**Records provided**
/// Normalize the three GUID representations a backend may return.
///
/// # Errors
///
/// Returns [`TideError::ConversionFailure`] for any other representation, a byte
/// sequence that is not 16 bytes long, or an unparsable string.
pub fn guid_from_storage(column: &ColumnDefinition, value: Value) -> Result<Uuid, TideError> {
    match value {
        Value::Guid(g) => Ok(g),
        Value::Bytes(ref b) => Uuid::from_slice(b).map_err(|_| {
            TideError::conversion(&column.name, format!("expected 16 GUID bytes, got {}", b.len()))
        }),
        Value::Text(ref s) => Uuid::parse_str(s.trim())
            .map_err(|e| TideError::conversion(&column.name, format!("invalid GUID string '{s}': {e}"))),
        other => Err(TideError::conversion(
            &column.name,
            format!("unrecognized GUID representation: {}", other.kind()),
        )),
    }
}

fn check_length(column: &ColumnDefinition, s: String) -> Result<String, TideError> {
    if let Some(max) = column.max_length {
        let len = s.chars().count();
        if len > max as usize {
            return Err(TideError::conversion(
                &column.name,
                format!("value of {len} characters exceeds max length {max}"),
            ));
        }
    }
    Ok(s)
}

/// Scale at most `precision`, integer digits at most `max_length - precision`.
fn check_decimal(column: &ColumnDefinition, d: Decimal) -> Result<Decimal, TideError> {
    let normalized = d.normalize();
    if let Some(scale) = column.precision {
        if normalized.scale() > scale {
            return Err(TideError::conversion(
                &column.name,
                format!("{d} has more than {scale} decimal places"),
            ));
        }
        if let Some(total) = column.max_length {
            let integer_digits = normalized.trunc().abs().to_string().trim_start_matches('0').len();
            let allowed = total.saturating_sub(scale) as usize;
            if integer_digits > allowed {
                return Err(TideError::conversion(
                    &column.name,
                    format!("{d} has more than {allowed} integer digits"),
                ));
            }
        }
    }
    Ok(d)
}

fn integer_to_storage(
    column: &ColumnDefinition,
    value: &PropertyValue,
    min: i128,
    max: i128,
) -> Result<Value, TideError> {
    let v = match value {
        PropertyValue::Bool(b) => i128::from(*b),
        PropertyValue::Enum(e) => i128::from(e.ordinal),
        other => other.as_integer().ok_or_else(|| unsupported(column, other))?,
    };
    if v < min || v > max {
        return Err(TideError::conversion(
            &column.name,
            format!("{v} is out of range for {}", column.data_type),
        ));
    }
    i64::try_from(v)
        .map(Value::Integer)
        .map_err(|_| TideError::conversion(&column.name, format!("{v} is out of range for {}", column.data_type)))
}

fn integer_from_storage(column: &ColumnDefinition, value: Value) -> Result<i64, TideError> {
    match value {
        Value::Integer(v) => Ok(v),
        Value::Bool(b) => Ok(i64::from(b)),
        Value::Decimal(d) if d.fract().is_zero() => d
            .to_i64()
            .ok_or_else(|| TideError::conversion(&column.name, format!("{d} is out of range for {}", column.data_type))),
        other => Err(unsupported_read(column, &other)),
    }
}

fn unsupported(column: &ColumnDefinition, value: &PropertyValue) -> TideError {
    TideError::unsupported(
        column.data_type,
        format!("cannot store a {} property in column {}", value.kind(), column.name),
    )
}

fn unsupported_read(column: &ColumnDefinition, value: &Value) -> TideError {
    TideError::unsupported(
        column.data_type,
        format!("cannot read a {} value from column {}", value.kind(), column.name),
    )
}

**Task item**
Line by line, retype the records with no changes.

**Your solution**
/// Normalize the three GUID representations a backend may return.
///
/// # Errors
///
/// Returns [`TideError::ConversionFailure`] for any other representation, a byte
/// sequence that is not 16 bytes long, or an unparsable string.
pub fn guid_from_storage(column: &ColumnDefinition, value: Value) -> Result<Uuid, TideError> {
    match value {
        Value::Guid(g) => Ok(g),
        Value::Bytes(ref b) => Uuid::from_slice(b).map_err(|_| {
            TideError::conversion(&column.name, format!("expected 16 GUID bytes, got {}", b.len()))
        }),
        Value::Text(ref s) => Uuid::parse_str(s.trim())
            .map_err(|e| TideError::conversion(&column.name, format!("invalid GUID string '{s}': {e}"))),
        other => Err(TideError::conversion(
            &column.name,
            format!("unrecognized GUID representation: {}", other.kind()),
        )),
    }
}

fn check_length(column: &ColumnDefinition, s: String) -> Result<String, TideError> {
    if let Some(max) = column.max_length {
        let len = s.chars().count();
        if len > max as usize {
            return Err(TideError::conversion(
                &column.name,
                format!("value of {len} characters exceeds max length {max}"),
            ));
        }
    }
    Ok(s)
}

/// Scale at most `precision`, integer digits at most `max_length - precision`.
fn check_decimal(column: &ColumnDefinition, d: Decimal) -> Result<Decimal, TideError> {
    let normalized = d.normalize();
    if let Some(scale) = column.precision {
        if normalized.scale() > scale {
            return Err(TideError::conversion(
                &column.name,
                format!("{d} has more than {scale} decimal places"),
            ));
        }
        if let Some(total) = column.max_length {
            let integer_digits = normalized.trunc().abs().to_string().trim_start_matches('0').len();
            let allowed = total.saturating_sub(scale) as usize;
            if integer_digits > allowed {
                return Err(TideError::conversion(
                    &column.name,
                    format!("{d} has more than {allowed} integer digits"),
                ));
            }
        }
    }
    Ok(d)
}

fn integer_to_storage(
    column: &ColumnDefinition,
    value: &PropertyValue,
    min: i128,
    max: i128,
) -> Result<Value, TideError> {
    let v = match value {
        PropertyValue::Bool(b) => i128::from(*b),
        PropertyValue::Enum(e) => i128::from(e.ordinal),
        other => other.as_integer().ok_or_else(|| unsupported(column, other))?,
    };
    if v < min || v > max {
        return Err(TideError::conversion(
            &column.name,
            format!("{v} is out of range for {}", column.data_type),
        ));
    }
    i64::try_from(v)
        .map(Value::Integer)
        .map_err(|_| TideError::conversion(&column.name, format!("{v} is out of range for {}", column.data_type)))
}

fn integer_from_storage(column: &ColumnDefinition, value: Value) -> Result<i64, TideError> {
    match value {
        Value::Integer(v) => Ok(v),
        Value::Bool(b) => Ok(i64::from(b)),
        Value::Decimal(d) if d.fract().is_zero() => d
            .to_i64()
            .ok_or_else(|| TideError::conversion(&column.name, format!("{d} is out of range for {}", column.data_type))),
        other => Err(unsupported_read(column, &other)),
    }
}

fn unsupported(column: &ColumnDefinition, value: &PropertyValue) -> TideError {
    TideError::unsupported(
        column.data_type,
        format!("cannot store a {} property in column {}", value.kind(), column.name),
    )
}

fn unsupported_read(column: &ColumnDefinition, value: &Value) -> TideError {
    TideError::unsupported(
        column.data_type,
        format!("cannot read a {} value from column {}", value.kind(), column.name),
    )
}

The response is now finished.